Les vicissitudes de la gouvernance

La gouvernance d’un groupe social composé d’individus, du plus petit (la famille) au plus grand (une nation, voire une fédération d’États) est une mission d’autant plus passionnante qu’elle s’avère très délicate.

Le bon fonctionnement d’une organisation, stable, reconnue et appréciée par le plus grand nombre de membres du groupe social, est un objectif ambitieux ; malheureusement, cet objectif, respectable, s’estompe progressivement :

  • au rythme des perturbations externes ;
  • de façon plus nocive, en fonction du comportement de dirigeants, soumis à de pressantes sollicitations.

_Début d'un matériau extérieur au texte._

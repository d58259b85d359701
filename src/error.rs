use alloy_primitives::B256;

use crate::repository::EventState;

/// Failures talking to the chain. All of them are transient from the
/// scanner's point of view.
#[derive(Debug, Clone, thiserror::Error)]
pub enum ChainError {
    #[error("RPC transport error: {0}")]
    Transport(String),

    #[error("Request timeout after {0} seconds")]
    Timeout(u64),

    #[error("Insufficient funds: {0}")]
    InsufficientFunds(String),

    #[error("Block {0} not found")]
    MissingBlock(u64),
}

#[derive(Debug, thiserror::Error)]
pub enum DecodeError {
    #[error("Unsupported token standard: {0}")]
    UnsupportedStandard(String),

    #[error("Unknown event topic {0}")]
    UnknownTopic(B256),

    #[error("TransferBatch length mismatch: {ids} ids, {values} values")]
    LengthMismatch { ids: usize, values: usize },

    #[error("Log is missing {0}")]
    MissingField(&'static str),

    #[error("ABI decode error: {0}")]
    Abi(#[from] alloy::sol_types::Error),
}

#[derive(Debug, thiserror::Error)]
pub enum ScanError {
    #[error("recoverable: {0}")]
    Recoverable(#[from] ChainError),

    #[error("fatal: {0:#}")]
    Fatal(anyhow::Error),
}

impl From<DecodeError> for ScanError {
    fn from(e: DecodeError) -> Self {
        ScanError::Fatal(e.into())
    }
}

impl From<anyhow::Error> for ScanError {
    fn from(e: anyhow::Error) -> Self {
        ScanError::Fatal(e)
    }
}

#[derive(Debug, Clone, thiserror::Error)]
pub enum BundlerError {
    #[error("User operation {0} not found")]
    NotFound(B256),

    #[error("Bundler transport error: {0}")]
    Transport(String),
}

#[derive(Debug, thiserror::Error)]
#[error("invalid event state transition {from} -> {to}")]
pub struct InvalidTransition {
    pub from: EventState,
    pub to: EventState,
}

#[derive(Debug, Clone, PartialEq, Eq, thiserror::Error)]
pub enum QueueError {
    #[error("Queue {0} is closed")]
    Closed(String),
}

/// Per-message outcome reported by a queue processor.
#[derive(Debug, Clone, PartialEq, Eq, thiserror::Error)]
pub enum ProcessError {
    #[error("Invalid payload: {0}")]
    InvalidPayload(String),

    #[error("Sponsor error: {0}")]
    Sponsor(String),

    #[error("Signing error: {0}")]
    Signing(String),

    #[error("Insufficient funds for sponsor {0}")]
    InsufficientFunds(String),

    #[error("Submission failed: {0}")]
    Submission(String),

    #[error("Store error: {0}")]
    Store(String),
}

impl ProcessError {
    /// Invalid payloads can never succeed on a later attempt.
    pub fn is_retryable(&self) -> bool {
        !matches!(self, ProcessError::InvalidPayload(_))
    }
}
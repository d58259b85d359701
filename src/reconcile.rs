use anyhow::Result;
use tracing::debug;

use crate::repository::{Transfer, TransferRepository, TransferStatus};

#[derive(Debug, Default, Clone, Copy, PartialEq, Eq)]
pub struct ReconcileSummary {
    pub confirmed: usize,
    pub matched_optimistic: usize,
    pub inserted: usize,
}

/// Merges freshly decoded on-chain transfers into a contract's table.
///
/// Each incoming record is either already known (same tx hash, endpoints,
/// value and token id), the confirmation of an optimistic row with the same
/// endpoints and value but no tx hash yet, or new. New records are inserted
/// in one insert-or-ignore batch, so re-running over the same input leaves
/// the table unchanged.
pub fn reconcile(repo: &TransferRepository, incoming: &[Transfer]) -> Result<ReconcileSummary> {
    let mut summary = ReconcileSummary::default();
    let mut new_transfers = Vec::new();

    for transfer in incoming {
        if let Some(existing) = repo.find_confirmed(transfer)? {
            repo.set_status(&existing, TransferStatus::Success)?;
            summary.confirmed += 1;
            continue;
        }

        if let Some(tx_hash) = transfer.tx_hash {
            if let Some(optimistic) = repo.find_similar_optimistic(
                &transfer.from_address,
                &transfer.to_address,
                &transfer.value,
            )? {
                debug!(
                    "Matched optimistic transfer {:?} to tx {:?}",
                    optimistic.hash, tx_hash
                );
                // Logs carry no nonce, keep the one recorded at submission.
                let nonce = (!transfer.nonce.is_zero()).then_some(transfer.nonce);
                repo.reconcile_tx(&optimistic.hash, &tx_hash, nonce)?;
                summary.matched_optimistic += 1;
                continue;
            }
        }

        new_transfers.push(transfer.clone());
    }

    if !new_transfers.is_empty() {
        summary.inserted = repo.add_transfers(&new_transfers)?;
    }

    Ok(summary)
}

Les trois modes de gouvernance d’une société

L’exercice de la gouvernance d’une société humaine (famille, entreprise, collectivité, etc.) peut prendre l’une des structures suivantes :

  • le chef unique : vertueux, avisé, adroit, auquel les membres de la société font, spontanément et loyalement, allégeance ;
  • la direction collégiale, composée d’experts compétents, intègres, dignes de la confiance des membres de la société ;
  • la délégation de pouvoirs à des représentants élus par les membres de la société, pour des missions strictement limitées (en prérogatives et en durée).

Les dérives

La nature humaine tend (en dépit d’une résistance morale limitée en intensité et en durée) à privilégier des enjeux personnels.

  • Face aux difficultés et aux contestations, le chef exerce un pouvoir absolu de façon autoritaire et glisse vers le despotisme.
  • Les dirigeants d’un collectif utilisent les facilités offertes par leur fonction, pour satisfaire des objectifs personnels.
  • Les représentants, soucieux de leur réélection, sacrifient l’intérêt général à long terme au profit d’actes démagogiques à court terme.

On passe ainsi d’un système juste, fondé sur des bases consensuelles, à un système injuste, imposé par la violence, la compromission et le discours.

  • Le respect dû à un chef légitime, bienveillant et efficace laisse place à l’obéissance à une autorité charismatique et draconienne.
  • L’admiration suscitée par une élite reconnue pour son expertise, ouvre la voie à un embrigadement dans un réseau articulé autour d’intérêts personnels.
  • La délégation attribuée à des représentants, équitablement sélectionnés, se dilue en clientélisme.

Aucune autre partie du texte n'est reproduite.